Medication information leaflets may soon be more than just a piece of paper in a box. New research at The Open University aims to change the way information is conveyed by translating text into dialogue, while preserving clarity and meaning. The EPSRC-funded project, Coherent Dialogue Automatically Generated from Text (CODA), will develop the theory and technology for automatic text conversion, and is specifically aimed at creating conversations between lay people and experts, for example a patient and doctor.
Despite evidence supporting the fact that dialogue is more effective than monologue in tutoring and persuasive communication, most information is still locked up in text, including books, leaflets or web pages.
Dr Paul Piwek, Principal Investigator and Lecturer in Computing at The Open University, said: “Text-to-dialogue generation technology can play an important role in making information available in a form that best meets people's needs when processing information. Dialogue is much more suitable for new multimedia presentation styles and can, for example, be performed by digital computer-animated characters.”
Dialogue is extremely versatile and can be presented as text, similar to frequently asked questions, or by a team of human-like computer-animated characters with automatic speech synthesis. Interaction could be through personal digital assistants, third and fourth generation mobile phones, set-top boxes, digital TV or other new content delivery technologies.

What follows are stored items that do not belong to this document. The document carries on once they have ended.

use anyhow::{Context, Result, bail};
use chrono::{DateTime, Utc};
use log::warn;
use serde::{Deserialize, Serialize};

/// Units the recipe backend knows about. Ingredient units stay free text;
/// these are only offered as hints while editing.
pub const KNOWN_UNITS: &[&str] = &["ст.л.", "ч.л.", "г", "мл", "шт."];

#[derive(Debug, Clone, PartialEq, Serialize, Deserialize)]
pub struct Ingredient {
    #[serde(default)]
    pub id: i64,
    pub name: String,
    pub quantity: f64,
    #[serde(default)]
    pub unit: String,
}

#[derive(Debug, Clone, PartialEq, Eq, Serialize, Deserialize)]
pub struct Stage {
    #[serde(default)]
    pub id: i64,
    pub order: i64,
    pub description: String,
}

#[derive(Debug, Clone, PartialEq, Eq, Serialize, Deserialize)]
pub struct Author {
    pub id: i64,
    pub name: String,
}

#[derive(Debug, Clone, PartialEq, Eq, Serialize, Deserialize)]
#[serde(rename_all = "camelCase")]
pub struct Comment {
    pub id: i64,
    pub content: String,
    pub author: Author,
    #[serde(default, skip_serializing_if = "Option::is_none")]
    pub created_at: Option<DateTime<Utc>>,
}

/// A recipe as the screens see it.
///
/// Two shapes of recipe exist on the wire: one embeds full comments, the
/// other only carries `commentsCount`. Both collapse into this type;
/// `comments_loaded` says which one it came from. `comments_count` is always
/// the number to display.
#[derive(Debug, Clone, PartialEq, Serialize, Deserialize)]
#[serde(try_from = "RecipeRecord", into = "RecipeRecord")]
pub struct Recipe {
    pub id: i64,
    pub name: String,
    pub ingredients: Vec<Ingredient>,
    pub stages: Vec<Stage>,
    pub author: Author,
    pub comments: Vec<Comment>,
    pub comments_count: u32,
    pub comments_loaded: bool,
    pub likes_count: u32,
}

/// Wire form of [`Recipe`], tolerant of both comment shapes.
#[derive(Debug, Clone, Serialize, Deserialize)]
#[serde(rename_all = "camelCase")]
struct RecipeRecord {
    id: i64,
    name: String,
    #[serde(default)]
    ingredients: Vec<Ingredient>,
    #[serde(default)]
    stages: Vec<Stage>,
    author: Author,
    #[serde(default, skip_serializing_if = "Option::is_none")]
    comments: Option<Vec<Comment>>,
    #[serde(default, skip_serializing_if = "Option::is_none")]
    comments_count: Option<u32>,
    #[serde(default)]
    likes_count: u32,
}

impl TryFrom<RecipeRecord> for Recipe {
    type Error = anyhow::Error;

    fn try_from(r: RecipeRecord) -> Result<Self> {
        let (comments, comments_count, comments_loaded) = match r.comments {
            Some(comments) => {
                let count = u32::try_from(comments.len())
                    .with_context(|| format!("Recipe {} has too many comments", r.id))?;
                match r.comments_count {
                    Some(declared) if declared != count => warn!(
                        "Recipe {} declares {declared} comments but embeds {count}; using {count}",
                        r.id
                    ),
                    _ => {}
                }
                (comments, count, true)
            }
            None => (Vec::new(), r.comments_count.unwrap_or(0), r.comments_count.is_none()),
        };

        Ok(Recipe {
            id: r.id,
            name: r.name,
            ingredients: r.ingredients,
            stages: r.stages,
            author: r.author,
            comments,
            comments_count,
            comments_loaded,
            likes_count: r.likes_count,
        })
    }
}

impl From<Recipe> for RecipeRecord {
    fn from(r: Recipe) -> Self {
        let comments = r.comments_loaded.then_some(r.comments);
        RecipeRecord {
            id: r.id,
            name: r.name,
            ingredients: r.ingredients,
            stages: r.stages,
            author: r.author,
            comments,
            comments_count: Some(r.comments_count),
            likes_count: r.likes_count,
        }
    }
}

/// The working copy a details screen hands to a store on save.
#[derive(Debug, Clone, PartialEq, Serialize)]
#[serde(rename_all = "camelCase")]
pub struct RecipeEdits {
    pub recipe_id: i64,
    pub ingredients: Vec<Ingredient>,
    pub stages: Vec<Stage>,
}

/// Parse a recipe list in either wire shape.
pub fn parse_recipes(json: &str) -> Result<Vec<Recipe>> {
    serde_json::from_str(json).context("Failed to parse recipe list")
}

/// Parse a quantity typed into a text field.
///
/// Accepts plain numbers and a decimal comma ("1,5"). Rejects anything
/// that is not a finite, non-negative number.
pub fn parse_quantity(raw: &str) -> Result<f64> {
    let s = raw.trim().replace(',', ".");
    let value: f64 = s
        .parse()
        .with_context(|| format!("Invalid quantity: '{raw}'. Use a number like '2' or '1.5'"))?;
    if !value.is_finite() {
        bail!("Quantity must be a finite number");
    }
    if value < 0.0 {
        bail!("Quantity must not be negative");
    }
    Ok(value)
}

pub fn parse_stage_order(raw: &str) -> Result<i64> {
    raw.trim()
        .parse()
        .with_context(|| format!("Invalid stage order: '{raw}'. Use a whole number"))
}

#[must_use]
pub fn is_known_unit(unit: &str) -> bool {
    KNOWN_UNITS.contains(&unit.trim())
}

“Our project will focus on retaining cohesion and meaning in the transformation from text to dialogue, which is critical for many applications. In healthcare for example, a complicated printed medication leaflet could be presented as a conversation between a computer-animated pharmacist and patient, but it is crucial that the new presentation format should not alter the content by adding, removing or changing any information,” Dr Piwek concluded.
Dr Piwek is supported by a Research Associate, Dr Svetlana Stoyanchev, and a Visiting Researcher, Dr Helmut Prendinger. Dr Prendinger is Associate Professor at the National Institute of Informatics in Tokyo. The project, with a two year grant of £172K, is due for completion in 2011. The research will help realise the Government’s Council for Science and Technology’s (CST) aim of providing people with services and information when, where and, especially, how they need it.